PROBLEM DETAILS: Count the lines in the material below that contain the word "same" and give the number alone.

= Beginning of Section =

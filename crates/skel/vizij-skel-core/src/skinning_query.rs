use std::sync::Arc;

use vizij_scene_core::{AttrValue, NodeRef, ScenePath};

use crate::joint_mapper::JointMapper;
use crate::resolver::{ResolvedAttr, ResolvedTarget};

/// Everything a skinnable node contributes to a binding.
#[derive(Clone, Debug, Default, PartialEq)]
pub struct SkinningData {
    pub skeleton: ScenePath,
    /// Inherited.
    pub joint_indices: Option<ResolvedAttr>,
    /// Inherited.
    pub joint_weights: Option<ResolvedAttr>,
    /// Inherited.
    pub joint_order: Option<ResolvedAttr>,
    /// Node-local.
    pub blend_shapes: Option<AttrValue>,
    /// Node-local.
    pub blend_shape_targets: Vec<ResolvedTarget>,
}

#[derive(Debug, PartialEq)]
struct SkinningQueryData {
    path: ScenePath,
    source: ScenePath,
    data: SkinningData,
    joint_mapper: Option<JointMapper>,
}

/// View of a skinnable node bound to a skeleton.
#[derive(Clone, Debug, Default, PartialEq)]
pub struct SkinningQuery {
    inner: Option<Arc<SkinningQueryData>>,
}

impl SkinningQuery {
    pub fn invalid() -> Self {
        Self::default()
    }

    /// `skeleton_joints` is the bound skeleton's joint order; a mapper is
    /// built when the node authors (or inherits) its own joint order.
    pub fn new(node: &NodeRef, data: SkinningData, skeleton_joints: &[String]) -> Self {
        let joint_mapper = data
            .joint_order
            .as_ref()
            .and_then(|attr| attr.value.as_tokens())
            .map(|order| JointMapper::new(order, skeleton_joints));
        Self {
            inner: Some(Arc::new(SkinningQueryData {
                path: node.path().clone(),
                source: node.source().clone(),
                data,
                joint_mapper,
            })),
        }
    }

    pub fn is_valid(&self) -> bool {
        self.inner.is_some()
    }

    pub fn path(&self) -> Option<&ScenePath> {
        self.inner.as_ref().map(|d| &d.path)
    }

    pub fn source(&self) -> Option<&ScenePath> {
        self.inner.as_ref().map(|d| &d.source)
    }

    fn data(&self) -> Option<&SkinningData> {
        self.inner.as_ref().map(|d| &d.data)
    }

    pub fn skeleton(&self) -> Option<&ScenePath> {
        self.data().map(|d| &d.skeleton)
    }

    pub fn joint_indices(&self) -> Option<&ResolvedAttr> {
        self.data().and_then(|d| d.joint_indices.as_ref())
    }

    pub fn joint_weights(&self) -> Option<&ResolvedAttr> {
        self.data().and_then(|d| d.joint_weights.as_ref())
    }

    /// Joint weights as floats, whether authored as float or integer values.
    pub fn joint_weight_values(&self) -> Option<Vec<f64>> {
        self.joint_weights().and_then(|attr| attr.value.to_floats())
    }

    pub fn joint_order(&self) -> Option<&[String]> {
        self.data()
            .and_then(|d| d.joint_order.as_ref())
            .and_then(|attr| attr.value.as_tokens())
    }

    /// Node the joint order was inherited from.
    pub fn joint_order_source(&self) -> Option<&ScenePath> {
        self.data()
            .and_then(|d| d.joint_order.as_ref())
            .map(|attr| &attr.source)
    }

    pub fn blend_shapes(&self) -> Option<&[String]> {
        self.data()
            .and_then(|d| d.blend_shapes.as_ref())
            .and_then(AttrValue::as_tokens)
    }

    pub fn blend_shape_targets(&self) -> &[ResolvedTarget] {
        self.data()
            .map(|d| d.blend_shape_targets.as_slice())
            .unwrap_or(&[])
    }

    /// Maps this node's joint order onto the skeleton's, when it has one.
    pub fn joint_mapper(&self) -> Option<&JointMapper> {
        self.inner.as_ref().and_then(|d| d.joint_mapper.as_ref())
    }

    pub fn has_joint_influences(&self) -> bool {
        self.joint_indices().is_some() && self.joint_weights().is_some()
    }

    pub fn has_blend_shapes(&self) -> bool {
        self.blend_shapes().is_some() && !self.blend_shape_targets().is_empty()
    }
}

= End of Section =
= Beginning of Section =

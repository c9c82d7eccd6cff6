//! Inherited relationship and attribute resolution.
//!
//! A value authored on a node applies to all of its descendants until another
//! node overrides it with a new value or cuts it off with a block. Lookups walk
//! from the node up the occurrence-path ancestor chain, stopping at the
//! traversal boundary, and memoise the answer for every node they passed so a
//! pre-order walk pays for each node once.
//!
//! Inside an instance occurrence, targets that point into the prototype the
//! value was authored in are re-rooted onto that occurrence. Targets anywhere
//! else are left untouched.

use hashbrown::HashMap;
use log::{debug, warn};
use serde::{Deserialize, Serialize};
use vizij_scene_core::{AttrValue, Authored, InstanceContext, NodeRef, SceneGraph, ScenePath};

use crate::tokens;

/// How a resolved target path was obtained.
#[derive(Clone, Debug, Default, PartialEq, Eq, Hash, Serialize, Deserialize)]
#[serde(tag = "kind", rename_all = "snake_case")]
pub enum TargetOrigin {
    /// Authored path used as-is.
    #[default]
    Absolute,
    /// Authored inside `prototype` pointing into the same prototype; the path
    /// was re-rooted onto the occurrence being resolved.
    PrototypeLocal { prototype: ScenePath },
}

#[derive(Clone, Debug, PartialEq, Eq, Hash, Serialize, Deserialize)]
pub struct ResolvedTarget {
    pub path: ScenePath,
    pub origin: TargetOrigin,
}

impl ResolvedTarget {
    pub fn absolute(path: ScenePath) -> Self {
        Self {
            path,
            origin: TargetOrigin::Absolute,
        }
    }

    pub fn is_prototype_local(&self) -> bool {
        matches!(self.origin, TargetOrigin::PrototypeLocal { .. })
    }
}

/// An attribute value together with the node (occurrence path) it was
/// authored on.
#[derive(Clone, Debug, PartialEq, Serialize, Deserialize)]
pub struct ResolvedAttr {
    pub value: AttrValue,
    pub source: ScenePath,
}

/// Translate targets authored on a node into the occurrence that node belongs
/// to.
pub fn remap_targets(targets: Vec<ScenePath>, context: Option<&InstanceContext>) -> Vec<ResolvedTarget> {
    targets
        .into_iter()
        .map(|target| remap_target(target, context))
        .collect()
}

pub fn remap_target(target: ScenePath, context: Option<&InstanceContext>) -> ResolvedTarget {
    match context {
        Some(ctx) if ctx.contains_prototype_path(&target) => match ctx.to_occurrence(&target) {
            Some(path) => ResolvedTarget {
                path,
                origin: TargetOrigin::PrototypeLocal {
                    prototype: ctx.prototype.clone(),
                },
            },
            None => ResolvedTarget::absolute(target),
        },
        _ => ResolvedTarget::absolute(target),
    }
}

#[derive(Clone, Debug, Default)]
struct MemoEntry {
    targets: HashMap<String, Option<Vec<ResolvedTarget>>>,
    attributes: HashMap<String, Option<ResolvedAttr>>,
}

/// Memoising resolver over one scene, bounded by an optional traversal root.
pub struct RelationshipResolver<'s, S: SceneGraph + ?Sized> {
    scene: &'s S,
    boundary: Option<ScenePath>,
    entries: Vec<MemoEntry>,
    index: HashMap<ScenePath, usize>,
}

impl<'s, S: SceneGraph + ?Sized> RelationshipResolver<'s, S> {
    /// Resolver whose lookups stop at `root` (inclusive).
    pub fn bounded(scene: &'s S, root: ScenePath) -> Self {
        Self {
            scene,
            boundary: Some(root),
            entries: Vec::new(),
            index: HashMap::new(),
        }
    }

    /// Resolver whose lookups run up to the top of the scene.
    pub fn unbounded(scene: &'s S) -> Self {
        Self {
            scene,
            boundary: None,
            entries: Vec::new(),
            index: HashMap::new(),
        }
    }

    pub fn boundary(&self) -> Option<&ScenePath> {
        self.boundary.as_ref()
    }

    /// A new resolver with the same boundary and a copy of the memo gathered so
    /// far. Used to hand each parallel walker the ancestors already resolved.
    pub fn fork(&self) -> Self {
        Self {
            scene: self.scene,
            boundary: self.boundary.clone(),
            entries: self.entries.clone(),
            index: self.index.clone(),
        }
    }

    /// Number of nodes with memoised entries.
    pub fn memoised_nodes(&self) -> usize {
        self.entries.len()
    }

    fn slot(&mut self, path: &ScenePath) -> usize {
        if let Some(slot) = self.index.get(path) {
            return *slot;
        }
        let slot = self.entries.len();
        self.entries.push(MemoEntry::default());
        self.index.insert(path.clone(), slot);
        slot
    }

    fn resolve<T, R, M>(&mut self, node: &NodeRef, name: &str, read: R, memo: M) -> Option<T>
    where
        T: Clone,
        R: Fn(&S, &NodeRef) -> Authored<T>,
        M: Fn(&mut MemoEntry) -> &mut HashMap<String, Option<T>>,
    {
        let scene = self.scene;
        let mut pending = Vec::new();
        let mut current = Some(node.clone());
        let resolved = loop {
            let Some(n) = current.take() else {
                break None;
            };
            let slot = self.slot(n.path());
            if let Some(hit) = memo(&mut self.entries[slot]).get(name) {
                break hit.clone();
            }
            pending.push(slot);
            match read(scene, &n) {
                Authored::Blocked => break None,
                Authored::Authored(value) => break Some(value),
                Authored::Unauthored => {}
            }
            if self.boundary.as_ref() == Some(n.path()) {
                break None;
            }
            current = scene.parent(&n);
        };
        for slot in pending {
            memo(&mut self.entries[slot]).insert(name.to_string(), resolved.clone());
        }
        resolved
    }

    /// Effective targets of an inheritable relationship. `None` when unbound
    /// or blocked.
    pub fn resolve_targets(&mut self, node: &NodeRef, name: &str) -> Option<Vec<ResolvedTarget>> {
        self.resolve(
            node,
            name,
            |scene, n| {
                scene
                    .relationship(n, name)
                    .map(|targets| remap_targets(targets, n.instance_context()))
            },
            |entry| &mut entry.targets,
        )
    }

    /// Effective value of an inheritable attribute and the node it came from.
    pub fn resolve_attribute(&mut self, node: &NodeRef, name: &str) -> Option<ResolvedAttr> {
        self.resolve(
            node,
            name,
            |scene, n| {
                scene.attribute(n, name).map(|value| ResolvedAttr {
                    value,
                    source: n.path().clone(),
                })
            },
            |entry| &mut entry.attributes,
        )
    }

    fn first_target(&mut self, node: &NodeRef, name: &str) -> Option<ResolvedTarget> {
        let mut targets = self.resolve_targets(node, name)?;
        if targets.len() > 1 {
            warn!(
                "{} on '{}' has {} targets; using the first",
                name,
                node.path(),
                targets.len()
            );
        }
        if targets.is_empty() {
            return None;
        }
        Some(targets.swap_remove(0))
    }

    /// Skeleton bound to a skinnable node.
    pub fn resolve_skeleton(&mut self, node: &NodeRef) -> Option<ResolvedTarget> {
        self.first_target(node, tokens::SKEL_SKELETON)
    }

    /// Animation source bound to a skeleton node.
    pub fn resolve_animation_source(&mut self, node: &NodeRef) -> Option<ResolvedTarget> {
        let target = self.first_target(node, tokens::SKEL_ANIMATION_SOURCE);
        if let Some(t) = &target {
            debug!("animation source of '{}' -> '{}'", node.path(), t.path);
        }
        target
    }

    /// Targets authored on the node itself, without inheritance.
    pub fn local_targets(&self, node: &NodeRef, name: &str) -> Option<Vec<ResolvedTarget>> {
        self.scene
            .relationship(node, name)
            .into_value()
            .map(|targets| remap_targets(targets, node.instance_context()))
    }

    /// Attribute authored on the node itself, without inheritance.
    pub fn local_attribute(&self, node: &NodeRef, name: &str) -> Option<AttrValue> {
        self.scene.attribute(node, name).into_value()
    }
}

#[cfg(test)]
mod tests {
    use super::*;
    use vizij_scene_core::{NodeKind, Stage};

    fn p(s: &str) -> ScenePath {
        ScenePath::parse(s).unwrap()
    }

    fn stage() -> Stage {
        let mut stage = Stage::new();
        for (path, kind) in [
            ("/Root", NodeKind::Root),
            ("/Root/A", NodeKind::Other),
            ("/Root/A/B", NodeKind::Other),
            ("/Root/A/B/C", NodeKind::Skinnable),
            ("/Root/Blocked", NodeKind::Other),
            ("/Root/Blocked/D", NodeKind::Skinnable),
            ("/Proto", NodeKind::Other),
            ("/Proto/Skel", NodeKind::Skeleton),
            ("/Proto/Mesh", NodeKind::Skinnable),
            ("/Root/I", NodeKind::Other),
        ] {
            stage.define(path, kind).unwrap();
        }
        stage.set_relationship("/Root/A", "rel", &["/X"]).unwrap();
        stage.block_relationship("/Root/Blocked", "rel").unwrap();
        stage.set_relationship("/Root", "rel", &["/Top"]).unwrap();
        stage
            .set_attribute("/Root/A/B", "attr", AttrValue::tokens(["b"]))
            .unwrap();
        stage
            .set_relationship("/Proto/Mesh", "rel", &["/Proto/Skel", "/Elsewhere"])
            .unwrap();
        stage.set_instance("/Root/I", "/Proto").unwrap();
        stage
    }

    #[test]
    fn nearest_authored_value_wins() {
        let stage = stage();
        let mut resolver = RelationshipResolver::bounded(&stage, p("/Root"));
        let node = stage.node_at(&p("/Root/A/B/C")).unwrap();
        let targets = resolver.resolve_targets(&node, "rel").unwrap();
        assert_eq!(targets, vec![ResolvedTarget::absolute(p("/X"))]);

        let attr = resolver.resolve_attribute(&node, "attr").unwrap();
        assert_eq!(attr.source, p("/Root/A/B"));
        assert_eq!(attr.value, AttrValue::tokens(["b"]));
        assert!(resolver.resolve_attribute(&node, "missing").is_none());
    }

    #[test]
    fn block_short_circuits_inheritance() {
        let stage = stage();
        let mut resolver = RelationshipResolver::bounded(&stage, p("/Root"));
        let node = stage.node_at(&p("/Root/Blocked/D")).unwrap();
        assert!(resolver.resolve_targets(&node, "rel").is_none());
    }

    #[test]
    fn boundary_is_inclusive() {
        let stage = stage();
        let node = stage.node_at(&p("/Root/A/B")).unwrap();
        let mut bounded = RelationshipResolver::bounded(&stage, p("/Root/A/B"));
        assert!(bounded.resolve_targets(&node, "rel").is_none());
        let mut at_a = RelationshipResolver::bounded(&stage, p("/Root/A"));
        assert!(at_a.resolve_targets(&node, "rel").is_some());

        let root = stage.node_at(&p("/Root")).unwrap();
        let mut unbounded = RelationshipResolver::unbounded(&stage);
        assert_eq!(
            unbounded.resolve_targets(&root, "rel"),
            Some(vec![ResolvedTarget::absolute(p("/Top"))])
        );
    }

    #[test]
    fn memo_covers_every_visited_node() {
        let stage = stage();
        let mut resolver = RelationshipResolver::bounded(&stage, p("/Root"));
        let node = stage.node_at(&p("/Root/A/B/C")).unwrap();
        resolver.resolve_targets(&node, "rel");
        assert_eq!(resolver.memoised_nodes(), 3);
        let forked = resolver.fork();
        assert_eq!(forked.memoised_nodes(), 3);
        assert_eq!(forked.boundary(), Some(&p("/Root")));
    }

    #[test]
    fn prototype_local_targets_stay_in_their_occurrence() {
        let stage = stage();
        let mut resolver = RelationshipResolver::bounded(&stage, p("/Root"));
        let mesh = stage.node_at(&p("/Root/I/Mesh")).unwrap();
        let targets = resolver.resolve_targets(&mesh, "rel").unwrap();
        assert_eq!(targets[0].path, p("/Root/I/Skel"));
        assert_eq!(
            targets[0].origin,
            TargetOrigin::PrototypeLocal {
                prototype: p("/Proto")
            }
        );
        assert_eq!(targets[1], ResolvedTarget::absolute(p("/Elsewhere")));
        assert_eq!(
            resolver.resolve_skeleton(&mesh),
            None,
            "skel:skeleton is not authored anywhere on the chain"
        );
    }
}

= End of Section =

THE ANSWER: 2